RECORDS SUPPLIED Block Start

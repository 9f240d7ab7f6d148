use crate::Environment;
use tracing::{debug, info};
use tracing_subscriber::{prelude::*, EnvFilter};

/// Install color-eyre with a project-standard configuration.
///
/// Call this early in main() before any fallible operations to ensure
/// colored error output. Safe to call multiple times.
pub fn install_color_eyre() {
    let _ = color_eyre::config::HookBuilder::default()
        .display_location_section(true)
        .display_env_section(false)
        .install();
}

/// Initialize tracing with environment-aware configuration.
///
/// - **Production** (`APP_ENV=production`): JSON format with flattened
///   events for log aggregation, module targets hidden.
/// - **Development** (default): pretty-printed, human-readable output.
///
/// Both setups include `tracing_error::ErrorLayer` so span traces are
/// captured when errors occur.
///
/// Environment variables:
/// - `APP_ENV`: set to "production" for JSON logs (default: "development")
/// - `RUST_LOG`: override log levels (e.g. "debug", "notes_api=trace")
///
/// Safe to call multiple times; re-initialization is silently skipped
/// (common in tests).
pub fn init_tracing(environment: &Environment) {
    let is_production = environment.is_production();

    let filter = EnvFilter::try_from_default_env().unwrap_or_else(|_| {
        if is_production {
            EnvFilter::new("info")
        } else {
            EnvFilter::new("debug")
        }
    });

    let result = if is_production {
        tracing_subscriber::registry()
            .with(
                tracing_subscriber::fmt::layer()
                    .json()
                    .with_target(false)
                    .flatten_event(true),
            )
            .with(tracing_error::ErrorLayer::default())
            .with(filter)
            .try_init()
    } else {
        tracing_subscriber::registry()
            .with(
                tracing_subscriber::fmt::layer()
                    .with_target(false)
                    .with_file(false)
                    .with_line_number(false)
                    .pretty(),
            )
            .with(tracing_error::ErrorLayer::default())
            .with(filter)
            .try_init()
    };

    match result {
        Ok(_) => {
            info!(
                "Tracing initialized with ErrorLayer. Environment: {:?}",
                environment
            );
        }
        Err(_) => {
            debug!("Tracing already initialized, skipping re-initialization");
        }
    }
}

#[cfg(test)]
mod tests {
    use super::*;

    #[test]
    fn test_init_tracing_development() {
        init_tracing(&Environment::Development);
    }

    #[test]
    fn test_init_tracing_multiple_calls() {
        let env = Environment::Development;
        init_tracing(&env);
        init_tracing(&env);
    }

    #[test]
    fn test_init_tracing_with_rust_log_env() {
        temp_env::with_var("RUST_LOG", Some("trace"), || {
            init_tracing(&Environment::Production);
        });
    }
}
//! OpenAPI documentation configuration

use utoipa::OpenApi;

/// Combined OpenAPI documentation for all APIs
#[derive(OpenApi)]
#[openapi(
    info(
        title = "Notes API",
        version = "0.1.0",
        description = "MongoDB-based REST API for managing notes with soft delete and pagination",
        license(name = "MIT")
    ),
    servers(
        (url = "http://localhost:8080", description = "Local development server")
    ),
    nest(
        (path = "/api/notes", api = domain_notes::ApiDoc)
    ),
    tags(
        (name = "Notes", description = "Note management endpoints (MongoDB)")
    )
)]
pub struct ApiDoc;
use std::future::Future;

use crate::Pagination;

/// Drive a page-returning function until it yields an empty batch.
///
/// `fetch` is called with the current window, starting from `initial` (or
/// the default window). A non-empty batch advances the window by one page
/// (`page + 1`, `offset + page_size`) and the walk continues; an empty
/// batch ends it. Calls are strictly sequential: the next page is not
/// requested until the previous call has completed.
///
/// There is no iteration bound beyond the data source running dry; the
/// caller is responsible for supplying a function that terminates. Errors
/// from `fetch` propagate immediately and stop the walk.
pub async fn walk_pages<T, E, F, Fut>(
    mut fetch: F,
    initial: Option<Pagination>,
) -> Result<(), E>
where
    F: FnMut(Pagination) -> Fut,
    Fut: Future<Output = Result<Vec<T>, E>>,
{
    let mut window = initial.unwrap_or_default();

    loop {
        let batch = fetch(window).await?;
        if batch.is_empty() {
            return Ok(());
        }

        window = Pagination {
            page: window.page.saturating_add(1),
            page_size: window.page_size,
            offset: window.offset.saturating_add(window.page_size),
        };
    }
}
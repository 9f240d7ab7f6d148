//! MongoDB database connector and utilities
//!
//! Provides connection management and MongoDB-specific helpers.

mod config;
mod connector;
mod health;

pub use config::MongoConfig;
pub use connector::{
    connect, connect_from_config, connect_from_config_with_retry, connect_with_retry,
};
pub use health::{check_health, check_health_detailed, HealthStatus};

// Re-export MongoDB types for convenience
pub use mongodb::{Client, Collection, Database};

RECORDS SUPPLIED Block End

- WHAT IS BEING ASKED:
Reproduce the line that contains "page is not" and each line after it through the last line of the entries above, exactly; leave out all earlier lines.

- REPLY:
/// batch ends it. Calls are strictly sequential: the next page is not
/// requested until the previous call has completed.
///
/// There is no iteration bound beyond the data source running dry; the
/// caller is responsible for supplying a function that terminates. Errors
/// from `fetch` propagate immediately and stop the walk.
pub async fn walk_pages<T, E, F, Fut>(
    mut fetch: F,
    initial: Option<Pagination>,
) -> Result<(), E>
where
    F: FnMut(Pagination) -> Fut,
    Fut: Future<Output = Result<Vec<T>, E>>,
{
    let mut window = initial.unwrap_or_default();

    loop {
        let batch = fetch(window).await?;
        if batch.is_empty() {
            return Ok(());
        }

        window = Pagination {
            page: window.page.saturating_add(1),
            page_size: window.page_size,
            offset: window.offset.saturating_add(window.page_size),
        };
    }
}
repository 9f240d7ab7f6d148
//! MongoDB database connector and utilities
//!
//! Provides connection management and MongoDB-specific helpers.

mod config;
mod connector;
mod health;

pub use config::MongoConfig;
pub use connector::{
    connect, connect_from_config, connect_from_config_with_retry, connect_with_retry,
};
pub use health::{check_health, check_health_detailed, HealthStatus};

// Re-export MongoDB types for convenience
pub use mongodb::{Client, Collection, Database};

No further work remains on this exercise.